■ WORK ORDER
Out of the entries that follow, copy each line containing "invoices".

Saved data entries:
____________
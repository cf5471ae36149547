use async_trait::async_trait;
use tracing::instrument;

use crate::{
    app_error::AppResult,
    application::ports::payment_provider::PaymentProviderPort,
    domain::entities::{
        customer::CustomerAttributes,
        invoice::InvoiceAttributes,
        payment_method::PaymentMethodAttributes,
        price::{Price, Product},
        subscription::SubscriptionAttributes,
        tax_rate::TaxRate,
    },
    infra::stripe_client::StripeClient,
    params::Params,
};

/// Adapter that wraps StripeClient to implement PaymentProviderPort.
///
/// Translates domain actions into endpoint paths; payloads pass through
/// untouched as wire-shaped attribute structs.
#[derive(Clone)]
pub struct StripePaymentAdapter {
    client: StripeClient,
}

impl StripePaymentAdapter {
    pub fn new(client: StripeClient) -> Self {
        Self { client }
    }
}

#[async_trait]
impl PaymentProviderPort for StripePaymentAdapter {
    // ========================================================================
    // Customers
    // ========================================================================

    #[instrument(skip(self, params))]
    async fn create_customer(&self, params: &Params) -> AppResult<CustomerAttributes> {
        self.client.post("customers", params).await
    }

    #[instrument(skip(self, params))]
    async fn update_customer(
        &self,
        customer_id: &str,
        params: &Params,
    ) -> AppResult<CustomerAttributes> {
        self.client
            .post(&format!("customers/{}", customer_id), params)
            .await
    }

    // ========================================================================
    // Payment methods
    // ========================================================================

    async fn retrieve_payment_method(
        &self,
        payment_method_id: &str,
    ) -> AppResult<PaymentMethodAttributes> {
        self.client.get("payment_methods", payment_method_id).await
    }

    #[instrument(skip(self))]
    async fn attach_payment_method(
        &self,
        payment_method_id: &str,
        customer_id: &str,
    ) -> AppResult<PaymentMethodAttributes> {
        let params = Params::new().set("customer", customer_id);
        self.client
            .post(
                &format!("payment_methods/{}/attach", payment_method_id),
                &params,
            )
            .await
    }

    #[instrument(skip(self))]
    async fn detach_payment_method(
        &self,
        payment_method_id: &str,
    ) -> AppResult<PaymentMethodAttributes> {
        self.client
            .post(
                &format!("payment_methods/{}/detach", payment_method_id),
                &Params::new(),
            )
            .await
    }

    // ========================================================================
    // Subscriptions & invoices
    // ========================================================================

    #[instrument(skip(self, params))]
    async fn create_subscription(&self, params: &Params) -> AppResult<SubscriptionAttributes> {
        self.client.post("subscriptions", params).await
    }

    #[instrument(skip(self, params))]
    async fn update_subscription(
        &self,
        subscription_id: &str,
        params: &Params,
    ) -> AppResult<SubscriptionAttributes> {
        self.client
            .post(&format!("subscriptions/{}", subscription_id), params)
            .await
    }

    async fn upcoming_invoice(&self, customer_id: &str) -> AppResult<InvoiceAttributes> {
        self.client
            .get_with_query("invoices/upcoming", &[("customer", customer_id)])
            .await
    }

    // ========================================================================
    // Reference data
    // ========================================================================

    async fn retrieve_tax_rate(&self, tax_rate_id: &str) -> AppResult<TaxRate> {
        self.client.get("tax_rates", tax_rate_id).await
    }

    async fn retrieve_price(&self, price_id: &str) -> AppResult<Price> {
        let price: Price = self.client.get("prices", price_id).await?;
        let product = self.retrieve_product(price.product_id()).await?;
        Ok(price.with_product(product))
    }

    async fn retrieve_product(&self, product_id: &str) -> AppResult<Product> {
        self.client.get("products", product_id).await
    }
}
pub mod billing;
pub mod reference;
pub mod webhook;

use axum::Router;

use crate::adapters::http::app_state::AppState;

pub fn router() -> Router<AppState> {
    Router::new()
        .nest("/billing", billing::router())
        .nest("/reference", reference::router())
        .nest("/webhooks", webhook::router())
}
____________
■ SOLUTION TO THE EXERCISE
    // Subscriptions & invoices
            .get_with_query("invoices/upcoming", &[("customer", customer_id)])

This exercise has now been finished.